Environment Variables

# Required
export AZURE_OPENAI_ENDPOINT="https://your-resource.openai.azure.com"
export AZURE_OPENAI_REALTIME_DEPLOYMENT="your-deployment-name"
export AZURE_OPENAI_API_KEY="your-api-key"

# Optional
export AZURE_OPENAI_API_VERSION="2025-04-01-preview"

Client Configuration

cfg := azrealtime.Config{
    ResourceEndpoint: "https://your-resource.openai.azure.com",
    Deployment:       "gpt-4o-realtime-preview",
    APIVersion:       "2025-04-01-preview",
    Credential:       azrealtime.APIKey("your-api-key"), // or Bearer token
    DialTimeout:      30 * time.Second,
    HandshakeHeaders: http.Header{"Custom-Header": []string{"value"}},
    Logger:           func(event string, fields map[string]any) {
        log.Printf("[%s] %+v", event, fields)
    },
}

Authentication Methods

// API Key (most common)
cfg.Credential = azrealtime.APIKey("your-api-key")

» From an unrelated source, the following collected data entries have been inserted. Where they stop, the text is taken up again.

//! Reverse routing by endpoint name.
use std::{borrow::Cow, collections::HashMap};

pub const CALLBACK_ENDPOINT: &str = "dropbox.callback";
pub const LOGOUT_ENDPOINT: &str = "dropbox.logout";
pub const LOGIN_ENDPOINT: &str = "dropbox.login";

#[derive(Debug, thiserror::Error)]
#[error("could not build url for endpoint {0:?}")]
pub struct BuildError(pub String);

/// Endpoint names mapped to paths.
#[derive(Debug, Clone, Default)]
pub struct UrlMap {
    routes: HashMap<Cow<'static, str>, String>,
}

impl UrlMap {
    pub fn new() -> Self {
        Self::default()
    }

    pub fn insert(&mut self, name: impl Into<Cow<'static, str>>, path: impl Into<String>) {
        self.routes.insert(name.into(), path.into());
    }

    pub fn url_for(&self, name: &str) -> Result<&str, BuildError> {
        self.routes
            .get(name)
            .map(String::as_str)
            .ok_or_else(|| BuildError(name.to_owned()))
    }

    /// Like [`url_for`](Self::url_for), but unknown names are used as the
    /// path itself.
    pub fn safe_url_for<'a>(&'a self, target: &'a str) -> &'a str {
        self.url_for(target).unwrap_or(target)
    }
}

#[cfg(test)]
mod routing {
    use super::UrlMap;

    #[test]
    fn url_for() {
        let mut urls = UrlMap::new();
        urls.insert("dropbox.callback", "/dropbox/callback");
        urls.insert(String::from("home"), "/");

        assert_eq!(urls.url_for("dropbox.callback").unwrap(), "/dropbox/callback");
        assert_eq!(urls.url_for("home").unwrap(), "/");
        assert!(urls.url_for("files").is_err());
    }

    #[test]
    fn safe_url_for() {
        let mut urls = UrlMap::new();
        urls.insert("home", "/");

        assert_eq!(urls.safe_url_for("home"), "/");
        assert_eq!(urls.safe_url_for("/files"), "/files");
        assert_eq!(urls.safe_url_for("http://example.com/"), "http://example.com/");
    }
}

// Bearer token (for Azure AD authentication)
cfg.Credential = azrealtime.Bearer("your-bearer-token")

Advanced Usage

Structured Logging

The library provides advanced structured logging with configurable levels:

// Option 1: Environment-based logging (set AZREALTIME_LOG_LEVEL=DEBUG)
cfg := azrealtime.Config{
    // ... other config
    StructuredLogger: azrealtime.NewLoggerFromEnv(),
}

// Option 2: Explicit log level
cfg := azrealtime.Config{
    // ... other config
    StructuredLogger: azrealtime.NewLogger(azrealtime.LogLevelDebug),
}

// Option 3: Contextual logging
logger := azrealtime.NewLogger(azrealtime.LogLevelInfo)
sessionLogger := logger.WithContext(map[string]interface{}{
    "session_id": "abc123",
    "user_id":    "user456",
})

sessionLogger.Info("user_connected", map[string]interface{}{
    "ip": "192.168.1.1",
})
// Output: [azrealtime] [INFO] user_connected session_id=abc123 user_id=user456 ip=192.168.1.1

Log Levels:

LogLevelDebug: All messages including detailed debugging
LogLevelInfo: Informational messages and above (default)
LogLevelWarn: Warnings and errors only
LogLevelError: Error messages only
LogLevelOff: No logging

Environment Variables:

AZREALTIME_LOG_LEVEL: Sets the minimum log level (DEBUG, INFO, WARN, ERROR, OFF)

Error Handling

The library provides structured error types for better error handling:

client, err := azrealtime.Dial(ctx, cfg)
if err != nil {
    var configErr *azrealtime.ConfigError
    var connErr *azrealtime.ConnectionError

    switch {
    case errors.As(err, &configErr):
        log.Printf("Configuration error in %s: %s", configErr.Field, configErr.Message)
    case errors.As(err, &connErr):
        log.Printf("Connection failed: %v", connErr.Cause)
    default:
        log.Printf("Unexpected error: %v", err)
    }
}

Audio Processing

// Set up audio assembler
audioAssembler := azrealtime.NewAudioAssembler()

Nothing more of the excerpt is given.